+++ Exercise materials

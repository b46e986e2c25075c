// Copyright (c) James Kassemi, SC, US. All rights reserved.
use std::{future::Future, sync::Arc};

use hyper::{body::Incoming, server::conn::http1, service::service_fn, Request};
use hyper_util::rt::TokioIo;
use log::{error, info, warn};
use tokio::net::{TcpListener, TcpStream};

use crate::QuerySurface;

/// Accepts connections until `shutdown` resolves; each connection runs on its own task.
pub async fn serve(
    surface: Arc<QuerySurface>,
    listener: TcpListener,
    shutdown: impl Future<Output = ()>,
) {
    match listener.local_addr() {
        Ok(addr) => info!("query api listening on http://{addr}"),
        Err(err) => warn!("query api listening on unknown address: {err}"),
    }
    tokio::pin!(shutdown);
    loop {
        tokio::select! {
            _ = &mut shutdown => {
                info!("query api shutting down");
                break;
            }
            accepted = listener.accept() => {
                match accepted {
                    Ok((stream, _)) => {
                        let surface = Arc::clone(&surface);
                        tokio::spawn(async move {
                            if let Err(err) = serve_connection(stream, surface).await {
                                warn!("query api connection error: {err}");
                            }
                        });
                    }
                    Err(err) => error!("query api accept error: {err}"),
                }
            }
        }
    }
}

async fn serve_connection(stream: TcpStream, surface: Arc<QuerySurface>) -> Result<(), hyper::Error> {
    let io = TokioIo::new(stream);
    let service = service_fn(move |req: Request<Incoming>| {
        let surface = Arc::clone(&surface);
        async move {
            let response = surface.respond(req.method(), req.uri().path()).await;
            Ok::<_, hyper::Error>(response)
        }
    });
    http1::Builder::new().serve_connection(io, service).await
}
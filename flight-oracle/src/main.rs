// Copyright (c) James Kassemi, SC, US. All rights reserved.
mod config;
mod demo;
mod listeners;

use std::{env, process, str::FromStr, sync::Arc, time::Duration};

use crate::config::{ConfigError, Environment, RuntimeConfig};
use core_types::status::{OverallStatus, ServiceStatusSnapshot};
use flight_registry::{FlightRegistry, FlightRegistryReconciler, ReconcileError};
use ledger_client::{LedgerClient, LedgerError, SimulatedLedger, SimulatedLedgerConfig};
use listeners::{spawn_listeners, ListenerContext};
use log::{error, info, warn};
use metrics::{MetricsError, ServiceMetrics};
use oracle_registration_service::{OracleRegistrationService, RegistrationError};
use oracle_response_engine::ResponseOrchestrator;
use query_api::QuerySurface;
use thiserror::Error;
use tokio::{net::TcpListener, task::JoinHandle};
use tracing_subscriber::EnvFilter;

fn main() {
    if let Err(err) = run() {
        eprintln!("flight-oracle failed: {err}");
        process::exit(1);
    }
}

fn run() -> Result<(), AppError> {
    init_logging();
    let config = {
        let env = parse_environment()?;
        RuntimeConfig::load(env)?
    };
    let runtime = tokio::runtime::Builder::new_multi_thread()
        .enable_all()
        .build()
        .map_err(AppError::Runtime)?;
    runtime.block_on(run_service(config))
}

/// `log` records are bridged into the subscriber; `RUST_LOG` overrides the `info` default.
fn init_logging() {
    let filter = EnvFilter::try_from_default_env().unwrap_or_else(|_| EnvFilter::new("info"));
    let _ = tracing_subscriber::fmt().with_env_filter(filter).try_init();
}

fn parse_environment() -> Result<Environment, AppError> {
    let arg = env::args().nth(1).ok_or(AppError::Usage)?;
    Environment::from_str(&arg).map_err(AppError::from)
}

async fn run_service(config: RuntimeConfig) -> Result<(), AppError> {
    let app = &config.app;
    info!(
        "flight-oracle booting in {} mode; {} oracles from a pool of {}",
        config.env_label(),
        app.oracles.count,
        app.simulation.account_pool_size
    );
    let simulated = Arc::new(SimulatedLedger::new(SimulatedLedgerConfig {
        account_pool_size: app.simulation.account_pool_size,
        min_responses: app.simulation.min_responses,
        ..SimulatedLedgerConfig::default()
    }));
    let ledger: Arc<dyn LedgerClient> = simulated.clone();
    if !ledger.is_operational().await? {
        warn!("ledger reports it is not operational; writes will be rejected");
    }

    let registration = OracleRegistrationService::new(Arc::clone(&ledger));
    let report = registration.register(app.oracles.count).await?;
    let oracles = report.oracle_set();
    info!(
        "{} oracles active, {} dropped",
        oracles.len(),
        report.dropped().count()
    );

    let orchestrator = Arc::new(ResponseOrchestrator::new(Arc::clone(&ledger), oracles));
    let registry = Arc::new(FlightRegistry::new());
    let reconciler = Arc::new(FlightRegistryReconciler::new(
        Arc::clone(&ledger),
        Arc::clone(&registry),
    ));

    let metrics = Arc::new(ServiceMetrics::new(orchestrator.metrics(), Arc::clone(&registry))?);
    metrics.register_service_status(registration.status_handle());
    metrics.register_service_status(orchestrator.status_handle());
    metrics.register_service_status(reconciler.status_handle());

    let (dispatch, dispatcher) = Arc::clone(&orchestrator).spawn(app.dispatch.queue_capacity);
    let listeners = spawn_listeners(
        ledger.as_ref(),
        ListenerContext {
            dispatch,
            reconciler: Arc::clone(&reconciler),
        },
    );

    if app.simulation.seed_demo_flights {
        demo::seed(&simulated)?;
    }
    let flights = reconciler.resync().await?;
    info!("registry holds {flights} flights after initial resync");

    let status_logger = spawn_status_logger(
        Arc::clone(&metrics),
        Duration::from_secs(app.status_log_interval_s.max(1)),
    );

    let listener = TcpListener::bind(config.http_addr)
        .await
        .map_err(|source| AppError::Bind {
            addr: config.http_addr.to_string(),
            source,
        })?;
    let surface = Arc::new(QuerySurface::new(registry, Arc::clone(&ledger)).with_metrics(metrics));
    query_api::serve(surface, listener, shutdown_signal()).await;

    status_logger.abort();
    for handle in listeners {
        handle.abort();
    }
    dispatcher.abort();
    info!("flight-oracle stopped");
    Ok(())
}

async fn shutdown_signal() {
    match tokio::signal::ctrl_c().await {
        Ok(()) => info!("shutdown signal received"),
        Err(err) => error!("failed to listen for shutdown signal: {err}"),
    }
}

fn spawn_status_logger(metrics: Arc<ServiceMetrics>, interval: Duration) -> JoinHandle<()> {
    tokio::spawn(async move {
        let mut ticker = tokio::time::interval(interval);
        loop {
            ticker.tick().await;
            for snapshot in metrics.service_status_snapshots() {
                log_snapshot(&snapshot);
            }
        }
    })
}

fn log_snapshot(snapshot: &ServiceStatusSnapshot) {
    let gauges = snapshot
        .gauges
        .iter()
        .map(|g| match &g.unit {
            Some(unit) => format!("{}={} {unit}", g.label, g.value),
            None => format!("{}={}", g.label, g.value),
        })
        .collect::<Vec<_>>()
        .join(", ");
    let line = format!("{} {:?}: {gauges}", snapshot.name, snapshot.overall);
    match snapshot.overall {
        OverallStatus::Ok => info!("{line}"),
        OverallStatus::Warn => warn!("{line}; warnings: {:?}", snapshot.warnings),
        OverallStatus::Crit => error!("{line}; errors: {:?}", snapshot.errors),
    }
}

#[derive(Debug, Error)]
enum AppError {
    #[error("usage: flight-oracle <dev|prod>")]
    Usage,
    #[error(transparent)]
    Config(#[from] ConfigError),
    #[error("failed to start runtime: {0}")]
    Runtime(std::io::Error),
    #[error("failed to bind {addr}: {source}")]
    Bind {
        addr: String,
        #[source]
        source: std::io::Error,
    },
    #[error(transparent)]
    Ledger(#[from] LedgerError),
    #[error(transparent)]
    Registration(#[from] RegistrationError),
    #[error(transparent)]
    Reconcile(#[from] ReconcileError),
    #[error(transparent)]
    Metrics(#[from] MetricsError),
}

++++++

■ **Exercise**
Read the data above and pull out each line that holds the string "process".

■ **Output for this exercise**
use std::{env, process, str::FromStr, sync::Arc, time::Duration};
        process::exit(1);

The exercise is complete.